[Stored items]

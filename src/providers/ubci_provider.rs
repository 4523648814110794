use crate::core::basket::{BasketDocument, BasketProvider};
use crate::core::catalog;
use anyhow::{Context, Result, anyhow};
use async_trait::async_trait;
use tracing::{debug, instrument};

pub const DEFAULT_BASE_URL: &str = "https://ubci-api.ubcindex.com";
const BASKETS_PATH: &str = "/v1/crix/index/baskets";

/// Fetches index baskets from the UBCI API. One attempt per call, no retry.
pub struct UbciProvider {
    base_url: String,
    client: reqwest::Client,
}

impl UbciProvider {
    pub fn new(base_url: &str) -> Result<Self> {
        let client = reqwest::Client::builder()
            .user_agent(concat!("ubci/", env!("CARGO_PKG_VERSION")))
            .build()
            .context("Failed to create HTTP client")?;
        Ok(Self {
            base_url: base_url.trim_end_matches('/').to_string(),
            client,
        })
    }

    fn basket_url(&self, code: &str) -> String {
        format!(
            "{}{}?code={}",
            self.base_url,
            BASKETS_PATH,
            catalog::api_code(code)
        )
    }
}

#[async_trait]
impl BasketProvider for UbciProvider {
    #[instrument(name = "UbciBasketFetch", skip(self), fields(code = %code))]
    async fn fetch_basket(&self, code: &str) -> Result<BasketDocument> {
        let url = self.basket_url(code);
        debug!("Requesting basket from {}", url);

        let response = self
            .client
            .get(&url)
            .send()
            .await
            .with_context(|| format!("Failed to send request for index: {code}"))?;

        let status = response.status();
        if !status.is_success() {
            return Err(anyhow!("HTTP error: {} for index: {}", status, code));
        }

        let response_text = response
            .text()
            .await
            .with_context(|| format!("Failed to get response text for index: {code}"))?;

        let doc: BasketDocument = serde_json::from_str(&response_text).with_context(|| {
            format!("Failed to parse basket response for index: {code}. Response: '{response_text}'")
        })?;

        debug!("Received {} markets for {}", doc.markets.len(), code);
        Ok(doc)
    }
}
use super::{Snapshot, SnapshotStore};
use std::sync::Mutex;
use tracing::debug;

/// In-process snapshot store. Nothing survives the process.
#[derive(Default)]
pub struct MemoryStore {
    inner: Mutex<Option<Snapshot>>,
}

impl MemoryStore {
    pub fn new() -> Self {
        Self::default()
    }

    pub fn with_snapshot(snapshot: Snapshot) -> Self {
        Self {
            inner: Mutex::new(Some(snapshot)),
        }
    }
}

impl SnapshotStore for MemoryStore {
    fn load(&self) -> Option<Snapshot> {
        let snapshot = self.inner.lock().ok()?.clone();
        if snapshot.is_some() {
            debug!("Snapshot HIT");
        } else {
            debug!("Snapshot MISS");
        }
        snapshot
    }

    fn save(&self, snapshot: &Snapshot) {
        if let Ok(mut inner) = self.inner.lock() {
            debug!("Snapshot PUT");
            *inner = Some(snapshot.clone());
        }
    }
}

#[cfg(test)]
mod tests {
    use super::*;
    use chrono::NaiveDate;
    use std::collections::BTreeMap;

    #[test]
    fn test_memory_store_load_save() {
        let store = MemoryStore::new();

        // Initially, store is empty
        assert!(store.load().is_none());

        let snapshot = Snapshot {
            cache_date: NaiveDate::from_ymd_opt(2026, 10, 18).unwrap(),
            api_cache: BTreeMap::new(),
        };
        store.save(&snapshot);
        assert_eq!(store.load(), Some(snapshot));
    }
}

PROBLEM TO SOLVE = Every line that holds the string "reqwest" must be copied from the records above.

RESPONSE AREA =
    client: reqwest::Client,
        let client = reqwest::Client::builder()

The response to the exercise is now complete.